Down to the last line, repeat the records exactly.

(Beginning of Data extract)

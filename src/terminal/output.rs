//! `OutputBuffer`: Single-syscall output buffer for ANSI sequences.

use crate::canvas::{Canvas, Modifiers, Rgb};
use std::io::Write;

/// Pre-allocated buffer for building ANSI escape sequences.
///
/// A whole frame is accumulated here, then flushed in a single `write()`
/// so the overlay never shows half-drawn comments.
pub struct OutputBuffer {
    data: Vec<u8>,
}

impl OutputBuffer {
    /// Create a new output buffer with the given capacity.
    pub fn with_capacity(capacity: usize) -> Self {
        Self {
            data: Vec::with_capacity(capacity),
        }
    }

    /// Create a buffer sized for a typical terminal (4KB).
    pub fn new() -> Self {
        Self::with_capacity(4096)
    }

    /// Clear the buffer for reuse.
    #[inline]
    pub fn clear(&mut self) {
        self.data.clear();
    }

    /// Get the buffer contents.
    #[inline]
    pub fn as_bytes(&self) -> &[u8] {
        &self.data
    }

    /// Get the buffer length.
    #[inline]
    pub const fn len(&self) -> usize {
        self.data.len()
    }

    /// Check if buffer is empty.
    #[inline]
    pub const fn is_empty(&self) -> bool {
        self.data.is_empty()
    }

    /// Move cursor to (x, y) position (1-indexed for ANSI).
    #[inline]
    pub fn cursor_move(&mut self, x: u16, y: u16) {
        // CSI row ; col H
        let _ = write!(self.data, "\x1b[{};{}H", u32::from(y) + 1, u32::from(x) + 1);
    }

    /// Set foreground color (true color).
    #[inline]
    pub fn set_fg(&mut self, color: Rgb) {
        let _ = write!(self.data, "\x1b[38;2;{};{};{}m", color.r, color.g, color.b);
    }

    /// Turn on the SGR attributes for `modifiers`.
    pub fn set_modifiers(&mut self, modifiers: Modifiers) {
        if modifiers.contains(Modifiers::BOLD) {
            self.data.extend_from_slice(b"\x1b[1m");
        }
        if modifiers.contains(Modifiers::DIM) {
            self.data.extend_from_slice(b"\x1b[2m");
        }
        if modifiers.contains(Modifiers::ITALIC) {
            self.data.extend_from_slice(b"\x1b[3m");
        }
        if modifiers.contains(Modifiers::UNDERLINE) {
            self.data.extend_from_slice(b"\x1b[4m");
        }
    }

    /// Reset all attributes.
    #[inline]
    pub fn reset_attrs(&mut self) {
        self.data.extend_from_slice(b"\x1b[0m");
    }

    /// Clear the entire screen.
    #[inline]
    pub fn clear_screen(&mut self) {
        self.data.extend_from_slice(b"\x1b[2J");
    }

    /// Encode a full frame of `canvas`.
    ///
    /// Unpainted cells become blanks and wide-glyph continuations are
    /// skipped. Style sequences are only emitted when the style changes.
    pub fn present(&mut self, canvas: &Canvas) {
        self.clear();
        let mut style: Option<(Rgb, Modifiers)> = None;

        for (y, row) in canvas.rows().enumerate() {
            self.cursor_move(0, y as u16);
            for cell in row {
                if cell.is_wide_continuation() {
                    continue;
                }
                if !cell.is_painted() {
                    if style.is_some() {
                        self.reset_attrs();
                        style = None;
                    }
                    self.data.push(b' ');
                    continue;
                }

                let wanted = (cell.fg(), cell.modifiers());
                if style != Some(wanted) {
                    self.reset_attrs();
                    self.set_fg(wanted.0);
                    self.set_modifiers(wanted.1);
                    style = Some(wanted);
                }
                let mut utf8 = [0u8; 4];
                self.data
                    .extend_from_slice(cell.symbol().encode_utf8(&mut utf8).as_bytes());
            }
        }
        self.reset_attrs();
    }

    /// Flush to a writer in a single syscall.
    ///
    /// # Errors
    ///
    /// Returns an error if the underlying writer fails.
    pub fn flush_to<W: Write>(&self, writer: &mut W) -> std::io::Result<()> {
        writer.write_all(&self.data)?;
        writer.flush()
    }
}

impl Default for OutputBuffer {
    fn default() -> Self {
        Self::new()
    }
}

(End of Data extract)

▶ **Answer to this problem**
filename src/terminal/output.rs
//! `OutputBuffer`: Single-syscall output buffer for ANSI sequences.

use crate::canvas::{Canvas, Modifiers, Rgb};
use std::io::Write;

/// Pre-allocated buffer for building ANSI escape sequences.
///
/// A whole frame is accumulated here, then flushed in a single `write()`
/// so the overlay never shows half-drawn comments.
pub struct OutputBuffer {
    data: Vec<u8>,
}

impl OutputBuffer {
    /// Create a new output buffer with the given capacity.
    pub fn with_capacity(capacity: usize) -> Self {
        Self {
            data: Vec::with_capacity(capacity),
        }
    }

    /// Create a buffer sized for a typical terminal (4KB).
    pub fn new() -> Self {
        Self::with_capacity(4096)
    }

    /// Clear the buffer for reuse.
    #[inline]
    pub fn clear(&mut self) {
        self.data.clear();
    }

    /// Get the buffer contents.
    #[inline]
    pub fn as_bytes(&self) -> &[u8] {
        &self.data
    }

    /// Get the buffer length.
    #[inline]
    pub const fn len(&self) -> usize {
        self.data.len()
    }

    /// Check if buffer is empty.
    #[inline]
    pub const fn is_empty(&self) -> bool {
        self.data.is_empty()
    }

    /// Move cursor to (x, y) position (1-indexed for ANSI).
    #[inline]
    pub fn cursor_move(&mut self, x: u16, y: u16) {
        // CSI row ; col H
        let _ = write!(self.data, "\x1b[{};{}H", u32::from(y) + 1, u32::from(x) + 1);
    }

    /// Set foreground color (true color).
    #[inline]
    pub fn set_fg(&mut self, color: Rgb) {
        let _ = write!(self.data, "\x1b[38;2;{};{};{}m", color.r, color.g, color.b);
    }

    /// Turn on the SGR attributes for `modifiers`.
    pub fn set_modifiers(&mut self, modifiers: Modifiers) {
        if modifiers.contains(Modifiers::BOLD) {
            self.data.extend_from_slice(b"\x1b[1m");
        }
        if modifiers.contains(Modifiers::DIM) {
            self.data.extend_from_slice(b"\x1b[2m");
        }
        if modifiers.contains(Modifiers::ITALIC) {
            self.data.extend_from_slice(b"\x1b[3m");
        }
        if modifiers.contains(Modifiers::UNDERLINE) {
            self.data.extend_from_slice(b"\x1b[4m");
        }
    }

    /// Reset all attributes.
    #[inline]
    pub fn reset_attrs(&mut self) {
        self.data.extend_from_slice(b"\x1b[0m");
    }

    /// Clear the entire screen.
    #[inline]
    pub fn clear_screen(&mut self) {
        self.data.extend_from_slice(b"\x1b[2J");
    }

    /// Encode a full frame of `canvas`.
    ///
    /// Unpainted cells become blanks and wide-glyph continuations are
    /// skipped. Style sequences are only emitted when the style changes.
    pub fn present(&mut self, canvas: &Canvas) {
        self.clear();
        let mut style: Option<(Rgb, Modifiers)> = None;

        for (y, row) in canvas.rows().enumerate() {
            self.cursor_move(0, y as u16);
            for cell in row {
                if cell.is_wide_continuation() {
                    continue;
                }
                if !cell.is_painted() {
                    if style.is_some() {
                        self.reset_attrs();
                        style = None;
                    }
                    self.data.push(b' ');
                    continue;
                }

                let wanted = (cell.fg(), cell.modifiers());
                if style != Some(wanted) {
                    self.reset_attrs();
                    self.set_fg(wanted.0);
                    self.set_modifiers(wanted.1);
                    style = Some(wanted);
                }
                let mut utf8 = [0u8; 4];
                self.data
                    .extend_from_slice(cell.symbol().encode_utf8(&mut utf8).as_bytes());
            }
        }
        self.reset_attrs();
    }

    /// Flush to a writer in a single syscall.
    ///
    /// # Errors
    ///
    /// Returns an error if the underlying writer fails.
    pub fn flush_to<W: Write>(&self, writer: &mut W) -> std::io::Result<()> {
        writer.write_all(&self.data)?;
        writer.flush()
    }
}

impl Default for OutputBuffer {
    fn default() -> Self {
        Self::new()
    }
}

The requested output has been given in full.